(Dataset entries)
---

use crate::foundation::error::{HexlogoError, HexlogoResult};

// Upper bound on either raster dimension.
const MAX_DIM: u32 = 8_192;

/// Parse SVG markup with `usvg`. Animations are ignored, so the tree is the resting frame.
pub fn parse_svg(text: &str) -> HexlogoResult<usvg::Tree> {
    let opts = usvg::Options::default();
    usvg::Tree::from_str(text, &opts)
        .map_err(|e| HexlogoError::render(format!("svg parse failed: {e}")))
}

/// Rasterize `tree` at `scale` into straight-alpha RGBA8.
pub fn rasterize(tree: &usvg::Tree, scale: f32) -> HexlogoResult<image::RgbaImage> {
    if !scale.is_finite() || scale <= 0.0 {
        return Err(HexlogoError::validation(format!(
            "raster scale must be finite and > 0 (got {scale})"
        )));
    }

    let size = tree.size();
    let width = (size.width() * scale).ceil().max(1.0) as u32;
    let height = (size.height() * scale).ceil().max(1.0) as u32;
    if width > MAX_DIM || height > MAX_DIM {
        return Err(HexlogoError::render(format!(
            "raster size too large: {width}x{height} (max {MAX_DIM}x{MAX_DIM})"
        )));
    }

    let mut pixmap = resvg::tiny_skia::Pixmap::new(width, height)
        .ok_or_else(|| HexlogoError::render("failed to allocate pixmap"))?;
    let xform = resvg::tiny_skia::Transform::from_scale(scale, scale);
    resvg::render(tree, xform, &mut pixmap.as_mut());

    let data: Vec<u8> = pixmap
        .pixels()
        .iter()
        .flat_map(|p| {
            let c = p.demultiply();
            [c.red(), c.green(), c.blue(), c.alpha()]
        })
        .collect();
    image::RgbaImage::from_raw(width, height, data)
        .ok_or_else(|| HexlogoError::render("pixmap size does not match image buffer"))
}

/// Parse and rasterize in one step.
#[tracing::instrument(skip(text), fields(bytes = text.len()))]
pub fn rasterize_svg(text: &str, scale: f32) -> HexlogoResult<image::RgbaImage> {
    let tree = parse_svg(text)?;
    let img = rasterize(&tree, scale)?;
    tracing::debug!(width = img.width(), height = img.height(), "rasterized");
    Ok(img)
}

#[cfg(test)]
#[path = "../../tests/unit/render/raster.rs"]
mod tests;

---

» **Task description**: When a line contains the string "text", copy it from the records.

» **Answer box**:
pub fn parse_svg(text: &str) -> HexlogoResult<usvg::Tree> {
    usvg::Tree::from_str(text, &opts)
#[tracing::instrument(skip(text), fields(bytes = text.len()))]
pub fn rasterize_svg(text: &str, scale: f32) -> HexlogoResult<image::RgbaImage> {
    let tree = parse_svg(text)?;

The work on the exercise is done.